Benson sees examples at the lowest and highest levels. "Lots of things are allowed pass, and it means we have developed bad habits. Bouncers standing outside pubs don't stop people from vomiting or urinating if it's not within three feet of the pub's door."
John Fitzgerald, who as Dublin's city manager has been dealing with the aftermath of vandalism since 1996, also believes that the problem is one of high tolerance of low behaviour, from drug-dealing and begging to littering. And drink culture has eroded our respect for public spaces, he says. "As a society we have a problem, there's no doubt, and it extends to the whole realm of public behaviour. We have to sit down and examine our conscience."
Part of the problem may be that the pace of life has quickened. Fitzgerald points out that, like other Irish cities, Dublin has built a reputation as a place that does not shut down with the shops. "We shouldn't stop that, but it's about getting the balance right. The downside is that the levels of public behaviour are far below what is expected in other places. People get away with behaviour that they wouldn't anywhere else."
One of Fitzgerald's tactics is to respond quickly to vandalism.
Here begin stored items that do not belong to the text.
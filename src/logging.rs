//! Logging setup.
//!
//! Installs a global `tracing` subscriber writing to the target chosen with
//! `--log`. `RUST_LOG` takes precedence over the `--verbose` default.

use anyhow::Result;
use std::fs::OpenOptions;
use std::path::PathBuf;
use tracing_subscriber::{EnvFilter, FmtSubscriber};

/// Where log output goes.
#[derive(Debug, Clone, PartialEq, Eq)]
pub enum LogTarget {
    Off,
    Stdout,
    Stderr,
    /// Append to a file, without ANSI colors.
    File(PathBuf),
}

impl LogTarget {
    /// Parse `0/off`, `1/stdout`, `2/stderr`, or a file name.
    pub fn parse(s: &str) -> Self {
        match s {
            "0" | "off" => LogTarget::Off,
            "1" | "stdout" => LogTarget::Stdout,
            "2" | "stderr" => LogTarget::Stderr,
            filename => LogTarget::File(PathBuf::from(filename)),
        }
    }
}

/// Default filter directive when `RUST_LOG` is unset.
pub fn default_directive(verbose: bool) -> &'static str {
    if verbose { "debug" } else { "info" }
}

fn env_filter(verbose: bool) -> EnvFilter {
    EnvFilter::try_from_default_env().unwrap_or_else(|_| EnvFilter::new(default_directive(verbose)))
}

/// Install the global subscriber for `target`.
pub fn init(target: &LogTarget, verbose: bool) -> Result<()> {
    match target {
        LogTarget::Off => {}
        LogTarget::Stdout => {
            let subscriber = FmtSubscriber::builder()
                .with_env_filter(env_filter(verbose))
                .with_writer(std::io::stdout)
                .finish();
            tracing::subscriber::set_global_default(subscriber)?;
        }
        LogTarget::Stderr => {
            let subscriber = FmtSubscriber::builder()
                .with_env_filter(env_filter(verbose))
                .with_writer(std::io::stderr)
                .finish();
            tracing::subscriber::set_global_default(subscriber)?;
        }
        LogTarget::File(path) => {
            let file = OpenOptions::new().create(true).append(true).open(path)?;
            let subscriber = FmtSubscriber::builder()
                .with_env_filter(env_filter(verbose))
                .with_writer(file)
                .with_ansi(false)
                .finish();
            tracing::subscriber::set_global_default(subscriber)?;
        }
    }
    Ok(())
}

#[cfg(test)]
mod tests {
    use super::*;

    #[test]
    fn test_parse_targets() {
        assert_eq!(LogTarget::parse("0"), LogTarget::Off);
        assert_eq!(LogTarget::parse("off"), LogTarget::Off);
        assert_eq!(LogTarget::parse("1"), LogTarget::Stdout);
        assert_eq!(LogTarget::parse("stderr"), LogTarget::Stderr);
        assert_eq!(
            LogTarget::parse("build.log"),
            LogTarget::File(PathBuf::from("build.log"))
        );
    }

    #[test]
    fn test_default_directive() {
        assert_eq!(default_directive(true), "debug");
        assert_eq!(default_directive(false), "info");
    }
}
To dissuade the antisocial behaviour that quickly sullied the Liffey boardwalk in Dublin, for example, benches were removed and an almost permanent Garda presence introduced. Repairing damage quickly persuades vandals they are wasting their time, says Fitzgerald. Dublin City Council, which has raised €5 million in rates to tackle the problem, uses closed-circuit television to spot where it needs to send its clean-up teams. The Garda is also quietly focusing on the city centre, he says.
"It costs. We're putting far, far more resources into dealing with it than we did five years ago. But the core of the city centre is like a five-star hotel, and we need to provide the service to match that."
For Benson, part of the solution is also to change the way we think about public art, to get over what he calls a problem of imagining. "The Spire [of Dublin\] was corroded by the media from the start, when they straightaway called it the spike," he says. "It was not necessarily the man on the street. I was there as the sections were put in place, and there was a tremendous sense of excitement as people realised what it was, and generally speaking it has been a big success."
We also need to become more involved, he says, to overcome our tendency to expect the authorities to deal with vandalism for us. At the moment, he believes, we allow bad behaviour in the absence of authority. "Somebody obviously saw the cow vandalism take place, yet no one intervened."
That we are deeply distrustful of authority does not help, he says; when government does tackle social problems it is often berated as being po-faced or representing the nanny state. But there may be signs of hope. Although there are issues about how little we are exposed to art, whether at school or into adulthood, public art tends to survive pretty well outside the city centre, according to Fitzgerald. "For instance, there is public art in Sean McDermott Street now - and it is untouched."
And, to Mark Garry's surprise,Sited's shipping containers have remained almost untouched. "I was expecting lots of graffiti. In fact we took our pictures early on, so that the artists could get them for their portfolios before it was too late. But there have been no problems. Maybe it's because people in the city are already so familiar with containers."
"I don't think we should give in, and we don't," says John Fitzgerald. "A few days after the James Joyce Bridge [Santiago Calatrava's new crossing of the Liffey, near Heuston Station\] was completed there were kids climbing over it. There are people who say we shouldn't be designing world-class structures if they are only going to be destroyed, but for Dublin to be a world-class city we must have world-class things in it. If we believe the idiots should be allowed win then we wouldn't put them there, but we must control the idiocy."